Cyclosporin: Concomitant administration of pravastatin and cyclosporin leads to an approximately 4-fold increase in pravastatin systemic exposure. In some patients, however, the increase in pravastatin exposure may be larger. Clinical and biochemical monitoring of patients receiving this combination is recommended (see Precautions).
Warfarin and other oral anticoagulants: Bioavailability parameters at steady state for pravastatin were not altered following administration with warfarin. Chronic dosing of the two products did not produce any changes in the anticoagulant action of warfarin.

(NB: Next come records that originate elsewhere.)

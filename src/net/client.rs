//! Single point of origin for backend HTTP calls.
//!
//! SYSTEM CONTEXT
//! ==============
//! Every call from `net::api` goes through `HttpClient::send`, which runs
//! two interceptors around the transport:
//!
//! - request: attach `Authorization: Bearer <token>` when a token is stored
//! - response: map non-2xx to `ApiError`; on 401 (subject to the configured
//!   `UnauthorizedPolicy`) emit an `UnauthorizedEvent` before returning the
//!   error to the caller
//!
//! The client reads the credential store but never writes it.

#[cfg(test)]
#[path = "client_test.rs"]
mod client_test;

use std::sync::Arc;

use serde::Serialize;
use serde::de::DeserializeOwned;

use super::error::ApiError;
use super::signal::{UnauthorizedEvent, UnauthorizedSignal};
use super::transport::{HttpMethod, HttpRequest, HttpResponse, Transport};
use super::types::ErrorEnvelope;
use crate::config::{ConsoleConfig, UnauthorizedPolicy};
use crate::state::credentials::CredentialStore;

/// Endpoints reachable without a token.
pub const PUBLIC_ENDPOINTS: [&str; 3] = ["/api/admin/login", "/api/customer/login", "/api/customer/signup"];

const UNAUTHORIZED: u16 = 401;

#[derive(Clone)]
pub struct HttpClient {
    base_url: String,
    default_headers: Vec<(String, String)>,
    transport: Arc<dyn Transport>,
    credentials: CredentialStore,
    unauthorized: UnauthorizedSignal,
    policy: UnauthorizedPolicy,
}

impl HttpClient {
    pub fn new(
        config: &ConsoleConfig,
        transport: Arc<dyn Transport>,
        credentials: CredentialStore,
        unauthorized: UnauthorizedSignal,
    ) -> Self {
        Self {
            base_url: config.api_base_url.clone(),
            default_headers: vec![
                ("Content-Type".to_owned(), "application/json".to_owned()),
                ("Accept".to_owned(), "application/json".to_owned()),
            ],
            transport,
            credentials,
            unauthorized,
            policy: config.unauthorized_policy,
        }
    }

    pub fn base_url(&self) -> &str {
        &self.base_url
    }

    pub fn unauthorized_signal(&self) -> &UnauthorizedSignal {
        &self.unauthorized
    }

    pub async fn get<T: DeserializeOwned>(&self, path: &str) -> Result<T, ApiError> {
        self.send(HttpMethod::Get, path, None).await
    }

    pub async fn post<B: Serialize, T: DeserializeOwned>(&self, path: &str, body: &B) -> Result<T, ApiError> {
        let body = encode_body(body)?;
        self.send(HttpMethod::Post, path, Some(body)).await
    }

    /// POST without a request body (state transitions such as approve).
    pub async fn post_empty<T: DeserializeOwned>(&self, path: &str) -> Result<T, ApiError> {
        self.send(HttpMethod::Post, path, None).await
    }

    pub async fn put<B: Serialize, T: DeserializeOwned>(&self, path: &str, body: &B) -> Result<T, ApiError> {
        let body = encode_body(body)?;
        self.send(HttpMethod::Put, path, Some(body)).await
    }

    pub async fn delete<T: DeserializeOwned>(&self, path: &str) -> Result<T, ApiError> {
        self.send(HttpMethod::Delete, path, None).await
    }

    async fn send<T: DeserializeOwned>(&self, method: HttpMethod, path: &str, body: Option<String>) -> Result<T, ApiError> {
        let request = self.intercept_request(method, path, body);
        log::debug!("{} {}", method.as_str(), request.url);
        let response = self.transport.send(request).await?;
        let body = self.intercept_response(path, response)?;
        serde_json::from_str(&body).map_err(|e| ApiError::Decode(e.to_string()))
    }

    /// Resolve the URL and apply default headers plus the bearer token.
    fn intercept_request(&self, method: HttpMethod, path: &str, body: Option<String>) -> HttpRequest {
        let mut headers = self.default_headers.clone();
        if let Some(token) = self.credentials.token() {
            headers.push(("Authorization".to_owned(), format!("Bearer {token}")));
        }
        HttpRequest { method, url: format!("{}{path}", self.base_url), headers, body }
    }

    /// Pass 2xx bodies through; turn everything else into `ApiError::Status`.
    fn intercept_response(&self, path: &str, response: HttpResponse) -> Result<String, ApiError> {
        if response.is_success() {
            return Ok(response.body);
        }
        let message = serde_json::from_str::<ErrorEnvelope>(&response.body)
            .ok()
            .and_then(|envelope| envelope.message);

        if response.status == UNAUTHORIZED {
            let path = strip_query(path);
            if signals_unauthorized(self.policy, path) {
                log::warn!("401 from {path}; signalling sign-out");
                self.unauthorized.emit(&UnauthorizedEvent { path: path.to_owned() });
            } else {
                log::debug!("401 from public endpoint {path} left to caller");
            }
        }

        Err(ApiError::Status { status: response.status, message })
    }
}

impl std::fmt::Debug for HttpClient {
    fn fmt(&self, f: &mut std::fmt::Formatter<'_>) -> std::fmt::Result {
        f.debug_struct("HttpClient")
            .field("base_url", &self.base_url)
            .field("policy", &self.policy)
            .finish_non_exhaustive()
    }
}

/// Whether a 401 from `path` triggers the global sign-out under `policy`.
pub fn signals_unauthorized(policy: UnauthorizedPolicy, path: &str) -> bool {
    match policy {
        UnauthorizedPolicy::Global => true,
        UnauthorizedPolicy::ProtectedOnly => !PUBLIC_ENDPOINTS.contains(&strip_query(path)),
    }
}

fn strip_query(path: &str) -> &str {
    path.split_once('?').map_or(path, |(p, _)| p)
}

fn encode_body<B: Serialize>(body: &B) -> Result<String, ApiError> {
    serde_json::to_string(body).map_err(|e| ApiError::Encode(e.to_string()))
}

Products metabolised by cytochrome P450: Pravastatin is not metabolised to a clinically significant extent by the cytochrome P450 system. This is why products that are metabolised by, or inhibitors of, the cytochrome P450 system can be added to a stable regimen of pravastatin without causing significant changes in the plasma levels of pravastatin, as have been seen with other statins. The absence of a significant pharmacokinetic interaction with pravastatin has been specifically demonstrated for several products, particularly those that are substrates/inhibitors of CYP3A4 e.g. diltiazem, verapamil, itraconazole, ketoconazole, protease inhibitors, grapefruit juice and CYP2C9 inhibitors (e.g. fluconazole).
In one of two interaction studies with pravastatin and erythromycin a statistically significant increase in pravastatin AUC (70%) and Cmax (121%) was observed. In a similar study with clarithromycin a statistically significant increase in AUC (110%) and Cmax (127%) was observed. Although these changes were minor, caution should be exercised when associating pravastatin with erythromycin or clarithromycin.

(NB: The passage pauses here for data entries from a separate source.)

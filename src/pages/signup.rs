//! Customer self-registration.

#[cfg(test)]
#[path = "signup_test.rs"]
mod signup_test;

use leptos::prelude::*;

use crate::net::types::SignupRequest;
use crate::state::notice::{Notice, use_notices};
use crate::state::session::{SessionError, use_session};
use crate::util::task::spawn;

pub(crate) fn validate_signup_input(
    name: &str,
    email: &str,
    password: &str,
    phone: &str,
) -> Result<SignupRequest, &'static str> {
    let (name, email, phone) = (name.trim(), email.trim(), phone.trim());
    if name.is_empty() || email.is_empty() || password.is_empty() || phone.is_empty() {
        return Err("All fields are required.");
    }
    Ok(SignupRequest {
        name: name.to_owned(),
        email: email.to_owned(),
        password: password.to_owned(),
        phone: phone.to_owned(),
    })
}

#[component]
pub fn SignupPage() -> impl IntoView {
    let session = use_session();
    let notices = use_notices();
    let name = RwSignal::new(String::new());
    let email = RwSignal::new(String::new());
    let password = RwSignal::new(String::new());
    let phone = RwSignal::new(String::new());
    let info = RwSignal::new(String::new());

    let on_submit = move |ev: leptos::ev::SubmitEvent| {
        ev.prevent_default();
        let req = match validate_signup_input(&name.get(), &email.get(), &password.get(), &phone.get()) {
            Ok(req) => req,
            Err(msg) => {
                info.set(msg.to_owned());
                return;
            }
        };
        info.set(String::new());
        notices.dismiss();
        let session = session.clone();
        spawn(async move {
            match session.signup(&req).await {
                Ok(()) => notices.show(Notice::success("Account created")),
                Err(SessionError::Superseded) => {}
                Err(e) => notices.show(Notice::error(e.user_message("Signup failed"))),
            }
        });
    };

    let field = move |label: &'static str, kind: &'static str, signal: RwSignal<String>| {
        view! {
            <input
                class="auth-input"
                type=kind
                placeholder=label
                prop:value=move || signal.get()
                on:input=move |ev| signal.set(event_target_value(&ev))
            />
        }
    };

    view! {
        <div class="auth-page">
            <div class="auth-card">
                <h1>"Create account"</h1>
                <form class="auth-form" on:submit=on_submit>
                    {field("Full name", "text", name)}
                    {field("you@example.com", "email", email)}
                    {field("Phone", "tel", phone)}
                    {field("Password", "password", password)}
                    <button class="btn btn--primary" type="submit">"Sign up"</button>
                </form>
                <Show when=move || !info.get().is_empty()>
                    <p class="auth-card__error">{move || info.get()}</p>
                </Show>
                <p class="auth-card__footer">
                    "Already registered? " <a href="/login">"Sign in"</a>
                </p>
            </div>
        </div>
    }
}
//! Transient user-facing notices (sign-in results, failed actions).
//!
//! SYSTEM CONTEXT
//! ==============
//! Lives at the application root rather than in a page because the route
//! gates unmount the login/signup forms while a request is in flight; a
//! message set there would be lost on remount.

#[cfg(test)]
#[path = "notice_test.rs"]
mod notice_test;

use leptos::prelude::*;

#[derive(Clone, Copy, Debug, PartialEq, Eq)]
pub enum NoticeKind {
    Success,
    Error,
}

#[derive(Clone, Debug, PartialEq, Eq)]
pub struct Notice {
    pub kind: NoticeKind,
    pub message: String,
}

impl Notice {
    pub fn success(message: impl Into<String>) -> Self {
        Self { kind: NoticeKind::Success, message: message.into() }
    }

    pub fn error(message: impl Into<String>) -> Self {
        Self { kind: NoticeKind::Error, message: message.into() }
    }

    pub fn class(&self) -> &'static str {
        match self.kind {
            NoticeKind::Success => "notice notice--success",
            NoticeKind::Error => "notice notice--error",
        }
    }
}

/// Latest notice, or `None` once dismissed.
#[derive(Clone, Copy, Debug)]
pub struct NoticeBoard(pub RwSignal<Option<Notice>>);

impl NoticeBoard {
    pub fn show(self, notice: Notice) {
        self.0.set(Some(notice));
    }

    pub fn dismiss(self) {
        self.0.set(None);
    }
}

pub fn provide_notices() -> NoticeBoard {
    let board = NoticeBoard(RwSignal::new(None));
    provide_context(board);
    board
}

/// # Panics
///
/// Panics when called outside the application root that provides notices.
pub fn use_notices() -> NoticeBoard {
    use_context::<NoticeBoard>().unwrap_or_else(|| panic!("use_notices called outside App: no NoticeBoard in context"))
}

Fusidic acid: The risk of myopathy including rhabdomyolysis may be increased by the concomitant administration of systemic fusidic acid with statins. The mechanism of this interaction (whether it is pharmacodynamic or pharmacokinetic, or both) is yet unknown. There have been reports of rhabdomyolysis (including some fatalities) in patients receiving this combination.
If treatment with systemic fusidic acid is necessary, Pravastatin treatment should be discontinued throughout the duration of the fusidic acid treatment (also see Precautions).

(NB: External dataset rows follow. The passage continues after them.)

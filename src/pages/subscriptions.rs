//! Admin view of every subscription, filterable by status.
//!
//! Only `requested` rows offer approve and only `active` rows offer
//! unassign; the backend owns the rest of the lifecycle. Assigning a pack to
//! a customer goes through a dialog keyed by customer and pack id.

#[cfg(test)]
#[path = "subscriptions_test.rs"]
mod subscriptions_test;

use futures::future::Either;
use leptos::prelude::*;

use crate::components::form_dialog::{FormDialog, TextField};
use crate::components::loading::LoadingIndicator;
use crate::net::api::PageRequest;
use crate::net::types::{Subscription, SubscriptionStatus, SubscriptionsResponse};
use crate::state::remote::Remote;
use crate::state::session::use_session;
use crate::util::format::{format_date, format_price, status_class};
use crate::util::task::{spawn_action, spawn_fetch};

/// `""` (the "All" option) or an unknown value clears the filter.
pub(crate) fn parse_status_filter(raw: &str) -> Option<SubscriptionStatus> {
    SubscriptionStatus::parse(raw)
}

pub(crate) fn can_unassign(status: SubscriptionStatus) -> bool {
    status == SubscriptionStatus::Active
}

/// Customer and pack ids from the assign dialog.
pub(crate) fn parse_assign_input(customer_id: &str, pack_id: &str) -> Result<(i64, i64), &'static str> {
    let customer_id = customer_id.trim().parse::<i64>().map_err(|_| "Enter a numeric customer ID.")?;
    let pack_id = pack_id.trim().parse::<i64>().map_err(|_| "Enter a numeric pack ID.")?;
    Ok((customer_id, pack_id))
}

#[derive(Clone, Copy, Debug, PartialEq, Eq)]
enum RowAction {
    Approve(i64),
    Unassign { customer_id: i64, subscription_id: i64 },
}

#[component]
pub fn SubscriptionsPage() -> impl IntoView {
    let session = use_session();
    let list = RwSignal::new(Remote::<SubscriptionsResponse>::Loading);
    let status = RwSignal::new(None::<SubscriptionStatus>);
    let reload = RwSignal::new(0_u32);
    let action_error = RwSignal::new(None::<String>);

    let assigning = RwSignal::new(false);
    let customer_field = RwSignal::new(String::new());
    let pack_field = RwSignal::new(String::new());
    let dialog_error = RwSignal::new(None::<String>);

    let fetch_session = session.clone();
    Effect::new(move || {
        reload.track();
        let filter = status.get();
        let window = PageRequest::default();
        let api = fetch_session.api().clone();
        spawn_fetch(&fetch_session, list, "Failed to fetch subscriptions", async move {
            api.subscriptions(window, filter).await
        });
    });

    let assign_session = session.clone();
    let on_action = move |action: RowAction| {
        action_error.set(None);
        let api = session.api().clone();
        let (call, fallback) = match action {
            RowAction::Approve(id) => (
                Either::Left(async move { api.approve_subscription(id).await }),
                "Failed to approve subscription",
            ),
            RowAction::Unassign { customer_id, subscription_id } => (
                Either::Right(async move {
                    api.unassign_subscription(customer_id, subscription_id).await
                }),
                "Failed to unassign subscription",
            ),
        };
        spawn_action(&session, call, move |outcome| match outcome {
            Ok(_) => reload.update(|n| *n += 1),
            Err(e) => action_error.set(Some(e.user_message(fallback))),
        });
    };

    let open_assign = move |_: leptos::ev::MouseEvent| {
        customer_field.set(String::new());
        pack_field.set(String::new());
        dialog_error.set(None);
        assigning.set(true);
    };

    let on_assign = Callback::new(move |()| {
        let (customer_id, pack_id) =
            match parse_assign_input(&customer_field.get_untracked(), &pack_field.get_untracked()) {
                Ok(ids) => ids,
                Err(msg) => {
                    dialog_error.set(Some(msg.to_owned()));
                    return;
                }
            };
        let api = assign_session.api().clone();
        spawn_action(
            &assign_session,
            async move { api.assign_subscription(customer_id, pack_id).await },
            move |outcome| match outcome {
                Ok(_) => {
                    assigning.set(false);
                    reload.update(|n| *n += 1);
                }
                Err(e) => dialog_error.set(Some(e.user_message("Failed to assign subscription"))),
            },
        );
    });
    let on_cancel = Callback::new(move |()| assigning.set(false));

    view! {
        <section class="page">
            <div class="page__header">
                <h1 class="page__title">"Subscriptions"</h1>
                <button class="btn btn--primary" on:click=open_assign>"Assign Subscription"</button>
            </div>
            <div class="toolbar">
                <select
                    class="toolbar__filter"
                    on:change=move |ev| status.set(parse_status_filter(&event_target_value(&ev)))
                >
                    <option value="">"All statuses"</option>
                    {SubscriptionStatus::ALL
                        .into_iter()
                        .map(|s| view! { <option value=s.as_str()>{s.as_str()}</option> })
                        .collect_view()}
                </select>
            </div>
            {move || action_error.get().map(|message| view! { <p class="page__error">{message}</p> })}
            {move || match list.get() {
                Remote::Loading => view! { <LoadingIndicator/> }.into_any(),
                Remote::Failed(message) => view! { <p class="page__error">{message}</p> }.into_any(),
                Remote::Ready(resp) => subscription_table(resp.subscriptions, on_action.clone()),
            }}
            <Show when=move || assigning.get()>
                <FormDialog
                    title="Assign Subscription"
                    submit_label="Assign"
                    error=dialog_error
                    on_submit=on_assign
                    on_cancel=on_cancel
                >
                    <TextField label="Customer ID" value=customer_field kind="number"/>
                    <TextField label="Pack ID" value=pack_field kind="number"/>
                </FormDialog>
            </Show>
        </section>
    }
}

fn subscription_table(rows: Vec<Subscription>, on_action: impl Fn(RowAction) + Clone + 'static) -> AnyView {
    if rows.is_empty() {
        return view! { <p class="page__empty">"No subscriptions match."</p> }.into_any();
    }
    view! {
        <table class="table">
            <thead>
                <tr>
                    <th>"Customer"</th><th>"Pack"</th><th>"Price"</th><th>"Status"</th>
                    <th>"Requested"</th><th>"Expires"</th><th></th>
                </tr>
            </thead>
            <tbody>
                {rows
                    .into_iter()
                    .map(|sub| {
                        let approve = on_action.clone();
                        let unassign = on_action.clone();
                        let id = sub.id;
                        let customer_id = sub.customer_id;
                        view! {
                            <tr>
                                <td>{format!("#{customer_id}")}</td>
                                <td>{sub.pack_name}" "<code>{sub.pack_sku}</code></td>
                                <td>{format_price(sub.price)}</td>
                                <td><span class=status_class(sub.status)>{sub.status.as_str()}</span></td>
                                <td>{format_date(sub.requested_at.as_deref())}</td>
                                <td>{format_date(sub.expires_at.as_deref())}</td>
                                <td>
                                    {sub.status.can_approve().then(|| view! {
                                        <button class="btn btn--primary" on:click=move |_| approve(RowAction::Approve(id))>
                                            "Approve"
                                        </button>
                                    })}
                                    {can_unassign(sub.status).then(|| view! {
                                        <button
                                            class="btn btn--danger"
                                            on:click=move |_| unassign(RowAction::Unassign { customer_id, subscription_id: id })
                                        >
                                            "Unassign"
                                        </button>
                                    })}
                                </td>
                            </tr>
                        }
                    })
                    .collect_view()}
            </tbody>
        </table>
    }
    .into_any()
}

Colchicine: Precaution for use: Due to the increased risk of myopathy/rhabomyolysis, clinical and biological monitoring is advised, especially when starting association between pravastatin and colchicine.
Rifampicin: In an interaction study where pravastatin was given together with rifampicin, a nearby 3-fold increase in pravastatin AUC and Cmax was observed. Therefore, caution should be exercised when combining pravastatin to rifampicin if both are given at the same time. No interaction would be expected if their dosing is made apart at least two hours.
Lenalidomide: There is an increased risk of rhabdomyolysis when statins are combined to lenalidomide. A reinforced clinical and biological monitoring is warranted notably during the first weeks of treatment.
Other products: In interaction studies, no statistically significant differences in bioavailability were observed when pravastatin was administered with acetylsalicylic acid, antacids (when given one hour prior to pravastatin), nicotinic acid or probucol.
Incompatibilities: Not applicable.
Store below 30°C.
Shelf-Life: 20 mg Tablets: 36 months.
40 mg Tablets: 36 months.
C10AA03 - pravastatin ; Belongs to the class of HMG CoA reductase inhibitors. Used in the treatment of hyperlipidemia.
Tab 20 mg (yellow, oblong, biconvex, scored tablets imprint '20' on one side) x 3 x 10's. 40 mg (yellow, oblong, biconvex, scored tablets) x 3 x 10's.